━━ Supplied data

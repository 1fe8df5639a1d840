//! Retry delay policies and predicates for handling transient failures.
//!
//! A logical request makes up to `1 + max_retries` attempts. After each
//! failed attempt [`evaluate`] decides whether to surface the error or wait
//! and try again.

use crate::rate_limit::{RateLimitConfig, RateLimitInfo};
use crate::Error;
use rand::Rng;
use std::sync::Arc;
use std::time::Duration;

/// Base delay of the default backoff.
pub const DEFAULT_BACKOFF_BASE: Duration = Duration::from_millis(1000);

/// Cap of the default backoff.
pub const DEFAULT_BACKOFF_CAP: Duration = Duration::from_millis(8000);

/// How long to wait between attempts.
///
/// # Examples
///
/// ```
/// use reviewfetch::RetryDelay;
/// use std::time::Duration;
///
/// // Default: 1s, 2s, 4s, 8s, 8s... ceilings, each jittered into [ceiling/2, ceiling]
/// let backoff = RetryDelay::default();
///
/// // Always wait 250ms
/// let fixed = RetryDelay::Fixed(Duration::from_millis(250));
///
/// // Anything else
/// let custom = RetryDelay::Custom {
///     delay_fn: |attempt, _error| Duration::from_millis(100 * (attempt as u64 + 1)),
/// };
/// ```
#[derive(Debug, Clone)]
pub enum RetryDelay {
    /// Exponential backoff with jitter.
    ///
    /// For 0-based attempt `n` the ceiling is `min(base * 2^n, cap)` and the
    /// delay is drawn uniformly from `[ceiling / 2, ceiling]`.
    Backoff {
        /// Delay ceiling for attempt 0.
        base: Duration,
        /// Upper bound on any ceiling.
        cap: Duration,
    },

    /// The same delay after every failure.
    Fixed(Duration),

    /// Custom delay logic.
    Custom {
        /// Takes the 0-based index of the attempt that just failed and its
        /// error, and returns how long to wait before the next one.
        delay_fn: fn(attempt: usize, error: &Error) -> Duration,
    },
}

impl Default for RetryDelay {
    fn default() -> Self {
        RetryDelay::Backoff {
            base: DEFAULT_BACKOFF_BASE,
            cap: DEFAULT_BACKOFF_CAP,
        }
    }
}

impl RetryDelay {
    /// Returns the delay to wait after the failure of attempt `attempt` (0-based).
    pub fn delay_for(&self, attempt: usize, error: &Error) -> Duration {
        match self {
            RetryDelay::Backoff { base, cap } => {
                let ceiling = backoff_ceiling(attempt, *base, *cap);
                let jitter_factor = rand::thread_rng().gen_range(0.5..=1.0);
                ceiling.mul_f64(jitter_factor)
            }
            RetryDelay::Fixed(delay) => *delay,
            RetryDelay::Custom { delay_fn } => delay_fn(attempt, error),
        }
    }
}

/// `min(base * 2^attempt, cap)`, saturating instead of overflowing.
pub fn backoff_ceiling(attempt: usize, base: Duration, cap: Duration) -> Duration {
    let exponent = u32::try_from(attempt).unwrap_or(u32::MAX);
    let multiplier = 2u32.checked_pow(exponent).unwrap_or(u32::MAX);
    base.saturating_mul(multiplier).min(cap)
}

/// Decides whether a failed attempt may be retried.
///
/// Any `Fn(&Error, usize) -> bool` closure is a predicate too.
///
/// # Examples
///
/// ```
/// use reviewfetch::{Error, RetryPredicate};
///
/// struct RetryOnRateLimit;
///
/// impl RetryPredicate for RetryOnRateLimit {
///     fn should_retry(&self, error: &Error, _attempt: usize) -> bool {
///         error.status().map(|s| s.as_u16()) == Some(429)
///     }
/// }
/// ```
pub trait RetryPredicate: Send + Sync {
    /// Returns `true` if the request should be tried again.
    ///
    /// # Arguments
    ///
    /// * `error` - The failure, carrying the response status and headers when there was a response
    /// * `attempt` - The 0-based index of the attempt that failed
    fn should_retry(&self, error: &Error, attempt: usize) -> bool;
}

impl<F> RetryPredicate for F
where
    F: Fn(&Error, usize) -> bool + Send + Sync,
{
    fn should_retry(&self, error: &Error, attempt: usize) -> bool {
        self(error, attempt)
    }
}

/// Retry every error that [`Error::is_retryable`] accepts.
///
/// This is the default: 408, 429 and 5xx responses, transport failures and timeouts.
#[derive(Debug, Clone, Copy)]
pub struct RetryOnRetryable;

impl RetryPredicate for RetryOnRetryable {
    fn should_retry(&self, error: &Error, _attempt: usize) -> bool {
        error.is_retryable()
    }
}

/// Retry only on 5xx server errors.
#[derive(Debug, Clone, Copy)]
pub struct RetryOn5xx;

impl RetryPredicate for RetryOn5xx {
    fn should_retry(&self, error: &Error, _attempt: usize) -> bool {
        matches!(error, Error::HttpError { status, .. } if status.is_server_error())
    }
}

/// Retry only on timeouts.
#[derive(Debug, Clone, Copy)]
pub struct RetryOnTimeout;

impl RetryPredicate for RetryOnTimeout {
    fn should_retry(&self, error: &Error, _attempt: usize) -> bool {
        matches!(error, Error::Timeout(_))
    }
}

/// Retry only on low-level transport failures.
#[derive(Debug, Clone, Copy)]
pub struct RetryOnConnectionError;

impl RetryPredicate for RetryOnConnectionError {
    fn should_retry(&self, error: &Error, _attempt: usize) -> bool {
        matches!(error, Error::Network(_))
    }
}

/// Retries if ANY of the predicates returns `true`.
///
/// # Examples
///
/// ```
/// use reviewfetch::retry::{OrPredicate, RetryOn5xx, RetryOnTimeout};
///
/// let predicate = OrPredicate::new(vec![
///     Box::new(RetryOn5xx),
///     Box::new(RetryOnTimeout),
/// ]);
/// ```
pub struct OrPredicate {
    predicates: Vec<Box<dyn RetryPredicate>>,
}

impl OrPredicate {
    /// Creates a new `OrPredicate` from a list of predicates.
    pub fn new(predicates: Vec<Box<dyn RetryPredicate>>) -> Self {
        Self { predicates }
    }
}

impl RetryPredicate for OrPredicate {
    fn should_retry(&self, error: &Error, attempt: usize) -> bool {
        self.predicates
            .iter()
            .any(|p| p.should_retry(error, attempt))
    }
}

/// Retries only if ALL of the predicates return `true`.
pub struct AndPredicate {
    predicates: Vec<Box<dyn RetryPredicate>>,
}

impl AndPredicate {
    /// Creates a new `AndPredicate` from a list of predicates.
    pub fn new(predicates: Vec<Box<dyn RetryPredicate>>) -> Self {
        Self { predicates }
    }
}

impl RetryPredicate for AndPredicate {
    fn should_retry(&self, error: &Error, attempt: usize) -> bool {
        self.predicates
            .iter()
            .all(|p| p.should_retry(error, attempt))
    }
}

/// Shared handle to a predicate, as stored by the client and request options.
pub type SharedPredicate = Arc<dyn RetryPredicate>;

/// Outcome of evaluating a failed attempt.
#[derive(Debug, Clone, Copy, PartialEq, Eq)]
pub enum RetryDecision {
    /// Wait `delay`, then make the next attempt.
    Retry {
        /// How long to wait.
        delay: Duration,
    },
    /// Give up and hand the error to the caller.
    Surface,
}

/// The retry policy in effect for one logical request.
pub(crate) struct RetryPlan<'a> {
    pub max_attempts: usize,
    pub predicate: &'a dyn RetryPredicate,
    pub delay: &'a RetryDelay,
    pub rate_limit: &'a RateLimitConfig,
}

/// Decides what happens after attempt `attempt` (0-based) failed with `error`.
///
/// Caller cancellation always surfaces. Otherwise the predicate is consulted,
/// then the attempt budget, and only then is a delay computed.
pub(crate) fn evaluate(error: &Error, attempt: usize, plan: &RetryPlan<'_>) -> RetryDecision {
    if error.is_cancelled() {
        return RetryDecision::Surface;
    }
    if !plan.predicate.should_retry(error, attempt) {
        return RetryDecision::Surface;
    }
    if attempt + 1 >= plan.max_attempts {
        return RetryDecision::Surface;
    }

    let delay = server_requested_delay(error, plan.rate_limit)
        .unwrap_or_else(|| plan.delay.delay_for(attempt, error));
    RetryDecision::Retry { delay }
}

fn server_requested_delay(error: &Error, config: &RateLimitConfig) -> Option<Duration> {
    if !config.enabled {
        return None;
    }
    let info = RateLimitInfo::from_headers(error.headers()?);
    let delay = if config.respect_retry_after {
        info.delay(config.max_wait)
    } else {
        info.reset_delay(config.max_wait)
    }?;
    tracing::info!(
        rate_limit_delay_ms = delay.as_millis(),
        max_wait_secs = config.max_wait.as_secs(),
        "Rate limited - waiting before retry"
    );
    Some(delay)
}

#[cfg(test)]
mod tests {
    use super::*;
    use http::{HeaderMap, HeaderValue, StatusCode};

    fn server_error(code: u16) -> Error {
        Error::HttpError {
            message: String::new(),
            status: StatusCode::from_u16(code).unwrap(),
            body: None,
            url: "https://api.example.com/reviews".parse().unwrap(),
            headers: HeaderMap::new(),
        }
    }

    fn plan<'a>(
        max_attempts: usize,
        predicate: &'a dyn RetryPredicate,
        delay: &'a RetryDelay,
        rate_limit: &'a RateLimitConfig,
    ) -> RetryPlan<'a> {
        RetryPlan {
            max_attempts,
            predicate,
            delay,
            rate_limit,
        }
    }

    #[test]
    fn test_backoff_ceilings() {
        let expected = [1000, 2000, 4000, 8000, 8000, 8000];
        for (attempt, ms) in expected.iter().enumerate() {
            assert_eq!(
                backoff_ceiling(attempt, DEFAULT_BACKOFF_BASE, DEFAULT_BACKOFF_CAP),
                Duration::from_millis(*ms)
            );
        }
        assert_eq!(
            backoff_ceiling(usize::MAX, DEFAULT_BACKOFF_BASE, DEFAULT_BACKOFF_CAP),
            DEFAULT_BACKOFF_CAP
        );
    }

    #[test]
    fn test_backoff_delay_within_bounds() {
        let policy = RetryDelay::default();
        let err = server_error(500);
        for attempt in 0..8 {
            let ceiling = backoff_ceiling(attempt, DEFAULT_BACKOFF_BASE, DEFAULT_BACKOFF_CAP);
            for _ in 0..50 {
                let delay = policy.delay_for(attempt, &err);
                assert!(delay >= ceiling / 2, "{:?} below {:?}", delay, ceiling / 2);
                assert!(delay <= ceiling, "{:?} above {:?}", delay, ceiling);
            }
        }
    }

    #[test]
    fn test_fixed_and_custom_delays() {
        let err = server_error(503);
        assert_eq!(
            RetryDelay::Fixed(Duration::from_millis(7)).delay_for(3, &err),
            Duration::from_millis(7)
        );
        let custom = RetryDelay::Custom {
            delay_fn: |attempt, _| Duration::from_millis(attempt as u64 * 10),
        };
        assert_eq!(custom.delay_for(4, &err), Duration::from_millis(40));
    }

    #[test]
    fn test_evaluate_respects_attempt_budget() {
        let delay = RetryDelay::Fixed(Duration::from_millis(1));
        let rate_limit = RateLimitConfig::disabled();
        let always = |_: &Error, _: usize| true;
        let plan = plan(3, &always, &delay, &rate_limit);
        let err = server_error(500);

        assert_eq!(
            evaluate(&err, 0, &plan),
            RetryDecision::Retry { delay: Duration::from_millis(1) }
        );
        assert!(matches!(evaluate(&err, 1, &plan), RetryDecision::Retry { .. }));
        assert_eq!(evaluate(&err, 2, &plan), RetryDecision::Surface);
    }

    #[test]
    fn test_evaluate_never_retries_cancellation() {
        let delay = RetryDelay::Fixed(Duration::ZERO);
        let rate_limit = RateLimitConfig::disabled();
        let always = |_: &Error, _: usize| true;
        let plan = plan(10, &always, &delay, &rate_limit);
        assert_eq!(evaluate(&Error::Cancelled, 0, &plan), RetryDecision::Surface);
    }

    #[test]
    fn test_evaluate_consults_predicate() {
        let delay = RetryDelay::Fixed(Duration::ZERO);
        let rate_limit = RateLimitConfig::disabled();
        let plan = plan(10, &RetryOnRetryable, &delay, &rate_limit);
        assert_eq!(evaluate(&server_error(404), 0, &plan), RetryDecision::Surface);
        assert!(matches!(
            evaluate(&server_error(429), 0, &plan),
            RetryDecision::Retry { .. }
        ));
    }

    #[test]
    fn test_retry_after_overrides_delay_when_enabled() {
        let mut headers = HeaderMap::new();
        headers.insert("retry-after", HeaderValue::from_static("3"));
        let err = Error::HttpError {
            message: String::new(),
            status: StatusCode::TOO_MANY_REQUESTS,
            body: None,
            url: "https://api.example.com/reviews".parse().unwrap(),
            headers,
        };
        let delay = RetryDelay::Fixed(Duration::from_millis(1));

        let enabled = RateLimitConfig::builder().enabled(true).build();
        let plan_on = plan(3, &RetryOnRetryable, &delay, &enabled);
        assert_eq!(
            evaluate(&err, 0, &plan_on),
            RetryDecision::Retry { delay: Duration::from_secs(3) }
        );

        let disabled = RateLimitConfig::disabled();
        let plan_off = plan(3, &RetryOnRetryable, &delay, &disabled);
        assert_eq!(
            evaluate(&err, 0, &plan_off),
            RetryDecision::Retry { delay: Duration::from_millis(1) }
        );
    }

    #[test]
    fn test_predicate_combinators() {
        let or = OrPredicate::new(vec![Box::new(RetryOn5xx), Box::new(RetryOnTimeout)]);
        assert!(or.should_retry(&server_error(502), 0));
        assert!(or.should_retry(&Error::Timeout(Duration::from_secs(1)), 0));
        assert!(!or.should_retry(&server_error(429), 0));

        let and = AndPredicate::new(vec![
            Box::new(RetryOn5xx),
            Box::new(|_: &Error, attempt: usize| attempt < 1),
        ]);
        assert!(and.should_retry(&server_error(500), 0));
        assert!(!and.should_retry(&server_error(500), 1));
        assert!(!RetryOnConnectionError.should_retry(&server_error(500), 0));
    }
}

━━━━

Extract every line above that contains the word "RetryOnRetryable".

pub struct RetryOnRetryable;
impl RetryPredicate for RetryOnRetryable {
        let plan = plan(10, &RetryOnRetryable, &delay, &rate_limit);
        let plan_on = plan(3, &RetryOnRetryable, &delay, &enabled);
        let plan_off = plan(3, &RetryOnRetryable, &delay, &disabled);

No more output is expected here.